Print every line of the listing below, starting with the line that holds "#[derive(Debug, Error, Clone, PartialEq, Eq)]" and going on through the line that holds "authenticate at all.", both included, and print nothing else.
++++
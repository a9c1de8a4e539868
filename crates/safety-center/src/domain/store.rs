//! # Safety Source Data Store
//!
//! Holds the most recent report for every [`SafetySourceKey`].
//!
//! ## Invariants
//!
//! - At most one report per key; a write replaces the previous report whole.
//! - A key has no entry until its first write, and never loses it again.
//! - One mutex guards the whole map. Every read and write takes it, so
//!   operations are totally ordered and no reader sees a half-written report.
//! - Reads hand out clones. Nothing outside the store can reach the map.
//!
//! The store performs no access control. Callers MUST pass requests through
//! an [`AccessGuard`](crate::ports::AccessGuard) first.

use parking_lot::Mutex;
use std::collections::HashMap;

use crate::domain::{SafetySourceData, SafetySourceKey};

/// In-memory, last-write-wins store of safety source data.
///
/// Contents live as long as the store; nothing is persisted.
#[derive(Debug, Default)]
pub struct SafetySourceDataStore {
    data: Mutex<HashMap<SafetySourceKey, SafetySourceData>>,
}

impl SafetySourceDataStore {
    /// Creates an empty store.
    pub fn new() -> Self {
        Self {
            data: Mutex::new(HashMap::new()),
        }
    }

    /// Inserts or replaces the report for `key`.
    pub fn put(&self, key: SafetySourceKey, data: SafetySourceData) {
        self.data.lock().insert(key, data);
    }

    /// Returns a copy of the report for `key`, or `None` if nothing was ever
    /// written there.
    pub fn get(&self, key: &SafetySourceKey) -> Option<SafetySourceData> {
        self.data.lock().get(key).cloned()
    }

    /// Number of keys holding a report.
    pub fn len(&self) -> usize {
        self.data.lock().len()
    }

    pub fn is_empty(&self) -> bool {
        self.len() == 0
    }
}
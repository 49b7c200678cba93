//! Authentication collaborator contract.

use std::sync::Arc;

use thiserror::Error;

use crate::AccessToken;

/// Fault raised by an [`AuthService`] while checking credentials.
///
/// This is *not* "wrong password": rejected credentials are `Ok(None)`.
#[derive(Debug, Error, Clone, PartialEq, Eq)]
pub enum AuthServiceError {
    /// The service is not able to serve requests (not configured, shut down).
    #[error("auth service unavailable: {0}")]
    Unavailable(String),

    /// A dependency of the service failed (store, key material, ...).
    #[error("auth service backend failure: {0}")]
    Backend(String),
}

impl AuthServiceError {
    pub fn unavailable(msg: impl Into<String>) -> Self {
        Self::Unavailable(msg.into())
    }

    pub fn backend(msg: impl Into<String>) -> Self {
        Self::Backend(msg.into())
    }
}

/// Verifies an email/password pair.
///
/// Implementations must be safe to call concurrently; the router holds a
/// shared reference and never synchronizes calls.
pub trait AuthService: Send + Sync {
    /// Check the credentials.
    ///
    /// - `Ok(Some(token))`: credentials accepted
    /// - `Ok(None)`: credentials rejected
    /// - `Err(_)`: the check itself failed
    fn authenticate(&self, email: &str, password: &str) -> Result<Option<AccessToken>, AuthServiceError>;

    /// Whether this collaborator can authenticate at all.
    ///
    /// Callers check this before `authenticate`; a collaborator reporting
    /// `false` is treated as misconfigured.
    fn can_authenticate(&self) -> bool {
        true
    }
}

impl<T> AuthService for Arc<T>
where
    T: AuthService + ?Sized,
{
    fn authenticate(&self, email: &str, password: &str) -> Result<Option<AccessToken>, AuthServiceError> {
        (**self).authenticate(email, password)
    }

    fn can_authenticate(&self) -> bool {
        (**self).can_authenticate()
    }
}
++++
### The completed task:
#[derive(Debug, Error, Clone, PartialEq, Eq)]
pub enum AuthServiceError {
    /// The service is not able to serve requests (not configured, shut down).
    #[error("auth service unavailable: {0}")]
    Unavailable(String),

    /// A dependency of the service failed (store, key material, ...).
    #[error("auth service backend failure: {0}")]
    Backend(String),
}

impl AuthServiceError {
    pub fn unavailable(msg: impl Into<String>) -> Self {
        Self::Unavailable(msg.into())
    }

    pub fn backend(msg: impl Into<String>) -> Self {
        Self::Backend(msg.into())
    }
}

/// Verifies an email/password pair.
///
/// Implementations must be safe to call concurrently; the router holds a
/// shared reference and never synchronizes calls.
pub trait AuthService: Send + Sync {
    /// Check the credentials.
    ///
    /// - `Ok(Some(token))`: credentials accepted
    /// - `Ok(None)`: credentials rejected
    /// - `Err(_)`: the check itself failed
    fn authenticate(&self, email: &str, password: &str) -> Result<Option<AccessToken>, AuthServiceError>;

    /// Whether this collaborator can authenticate at all.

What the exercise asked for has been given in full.